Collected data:
§

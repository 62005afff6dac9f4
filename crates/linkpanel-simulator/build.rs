//! Bake `LINKPANEL_*` variables from a local `.env` file into the simulator
//! binary so credentials never have to live in the source tree.

fn main() {
    println!("cargo:rerun-if-changed=.env");
    println!("cargo:rerun-if-changed=../../.env");

    let Ok(vars) = dotenvy::dotenv_iter() else {
        return;
    };

    for (key, value) in vars.flatten() {
        if key.starts_with("LINKPANEL_") {
            println!("cargo:rustc-env={key}={value}");
        }
    }
}
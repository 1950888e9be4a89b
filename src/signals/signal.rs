//! # Fault signals raised by sources.
//!
//! A [`Signal`] is an immutable value created at emission time and consumed
//! once by delivery. It records which source raised it, when, and on which
//! thread.
//!
//! ## Ordering
//! Each signal carries a globally unique, monotonically increasing `seq`
//! assigned at emission. Delivery order is decided by the dispatcher, not by
//! `seq`; the two can differ when independent threads race to post.

use std::sync::Arc;
use std::sync::atomic::{AtomicU64, Ordering as AtomicOrdering};
use std::thread::{self, ThreadId};
use std::time::SystemTime;

/// Global sequence counter for emitted signals.
static SIGNAL_SEQ: AtomicU64 = AtomicU64::new(0);

/// A fault raised by one [`SignalSource`](crate::SignalSource).
#[derive(Clone, Debug)]
pub struct Signal {
    /// Globally unique, monotonically increasing emission number.
    pub seq: u64,
    /// Name of the emitting source.
    pub source: Arc<str>,
    /// Wall-clock emission time.
    pub at: SystemTime,
    /// Thread the signal was emitted on.
    pub thread: ThreadId,
}

impl Signal {
    /// Creates a signal stamped with the current time, thread and next sequence number.
    pub fn now(source: impl Into<Arc<str>>) -> Self {
        Self {
            seq: SIGNAL_SEQ.fetch_add(1, AtomicOrdering::Relaxed),
            source: source.into(),
            at: SystemTime::now(),
            thread: thread::current().id(),
        }
    }

    /// True when the signal was emitted on the given thread.
    #[inline]
    pub fn emitted_on(&self, thread: ThreadId) -> bool {
        self.thread == thread
    }
}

§

_What to do:_
Exactness is what counts here: write out every record again.

_Your response:_
repository 62005afff6dac9f4
filename crates/linkpanel-simulator/build.rs
//! Bake `LINKPANEL_*` variables from a local `.env` file into the simulator
//! binary so credentials never have to live in the source tree.

fn main() {
    println!("cargo:rerun-if-changed=.env");
    println!("cargo:rerun-if-changed=../../.env");

    let Ok(vars) = dotenvy::dotenv_iter() else {
        return;
    };

    for (key, value) in vars.flatten() {
        if key.starts_with("LINKPANEL_") {
            println!("cargo:rustc-env={key}={value}");
        }
    }
}
repository 1950888e9be4a89b
filename src/signals/signal.rs
//! # Fault signals raised by sources.
//!
//! A [`Signal`] is an immutable value created at emission time and consumed
//! once by delivery. It records which source raised it, when, and on which
//! thread.
//!
//! ## Ordering
//! Each signal carries a globally unique, monotonically increasing `seq`
//! assigned at emission. Delivery order is decided by the dispatcher, not by
//! `seq`; the two can differ when independent threads race to post.

use std::sync::Arc;
use std::sync::atomic::{AtomicU64, Ordering as AtomicOrdering};
use std::thread::{self, ThreadId};
use std::time::SystemTime;

/// Global sequence counter for emitted signals.
static SIGNAL_SEQ: AtomicU64 = AtomicU64::new(0);

/// A fault raised by one [`SignalSource`](crate::SignalSource).
#[derive(Clone, Debug)]
pub struct Signal {
    /// Globally unique, monotonically increasing emission number.
    pub seq: u64,
    /// Name of the emitting source.
    pub source: Arc<str>,
    /// Wall-clock emission time.
    pub at: SystemTime,
    /// Thread the signal was emitted on.
    pub thread: ThreadId,
}

impl Signal {
    /// Creates a signal stamped with the current time, thread and next sequence number.
    pub fn now(source: impl Into<Arc<str>>) -> Self {
        Self {
            seq: SIGNAL_SEQ.fetch_add(1, AtomicOrdering::Relaxed),
            source: source.into(),
            at: SystemTime::now(),
            thread: thread::current().id(),
        }
    }

    /// True when the signal was emitted on the given thread.
    #[inline]
    pub fn emitted_on(&self, thread: ThreadId) -> bool {
        self.thread == thread
    }
}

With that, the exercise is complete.